ECCV 2022 MOTComplex Workshop | Multiple Object Tracking and Segmentation in Complex Environments Workshop in ECCV 2022. Call for challenge participation!

News

[October 22] All technical reports of top teams in four challenges are available now ! Thanks for their sharing.

[July 11] UVO Challenge is open today ! [Dataset Download] [Evaluation Server Image] [Evaluation Server Video]

[July 10] YouTubeVIS: Long Video Challenge is open today ! [Dataset Download] [Evaluation Server]

[July 5] OVIS Challenge is open today ! [Dataset Download] [Evaluation Server]

[July 4] DanceTrack Challenge is open today ! [Dataset Download] [Evaluation Server]

[July 3] Competition Phase 1 is postponed to July 11, 2022 (00:01am UTC Time).
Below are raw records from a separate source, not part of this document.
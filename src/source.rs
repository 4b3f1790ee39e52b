use std::time::Duration;

use crate::error::Result;
use crate::packet::Packet;

/// What a single pull from a source produced.
#[derive(Debug)]
pub enum SourceEvent {
    Packet(Packet),
    /// Nothing arrived within the source's own wait window; pull again.
    Idle,
    /// The source will never produce another packet.
    Exhausted,
}

/// A lazy, possibly unbounded, sequence of packets produced at the source's
/// own pace. The ingest driver pulls; it never dictates timing.
pub trait PacketSource: Send {
    fn describe(&self) -> String;

    fn next_event(&mut self) -> Result<SourceEvent>;
}

impl<S: PacketSource + ?Sized> PacketSource for Box<S> {
    fn describe(&self) -> String {
        (**self).describe()
    }

    fn next_event(&mut self) -> Result<SourceEvent> {
        (**self).next_event()
    }
}

/// Per-source packet id generator; ids stay unique for the source's lifetime.
#[derive(Debug, Clone)]
pub struct IdSequence {
    prefix: &'static str,
    next: u64,
}

impl IdSequence {
    pub fn new(prefix: &'static str) -> Self {
        Self { prefix, next: 1 }
    }

    pub fn next_id(&mut self) -> String {
        let id = format!("{}-{:06x}", self.prefix, self.next);
        self.next += 1;
        id
    }
}

/// Inclusive arrival-gap range used by the pacing sources.
#[derive(Debug, Clone, Copy, PartialEq, Eq)]
pub struct Pacing {
    pub min: Duration,
    pub max: Duration,
}

impl Pacing {
    pub fn fixed(gap: Duration) -> Self {
        Self { min: gap, max: gap }
    }

    pub fn between(min: Duration, max: Duration) -> Self {
        if min <= max {
            Self { min, max }
        } else {
            Self { min: max, max: min }
        }
    }
}

/// In-memory source over a fixed list of packets; handy for tests and for
/// feeding a controller from another component.
pub struct VecSource {
    packets: std::vec::IntoIter<Packet>,
}

impl VecSource {
    pub fn new(packets: Vec<Packet>) -> Self {
        Self {
            packets: packets.into_iter(),
        }
    }
}

impl PacketSource for VecSource {
    fn describe(&self) -> String {
        format!("in-memory ({} queued)", self.packets.len())
    }

    fn next_event(&mut self) -> Result<SourceEvent> {
        Ok(match self.packets.next() {
            Some(packet) => SourceEvent::Packet(packet),
            None => SourceEvent::Exhausted,
        })
    }
}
Apology for this delay.

Overview

Abstract

Multiple object tracking and segmentation aims to localize and associate objects of interest along time, and serves as fundamental technologies in many practical applications, such as visual surveillance, public security, video analysis, and human-computer interaction.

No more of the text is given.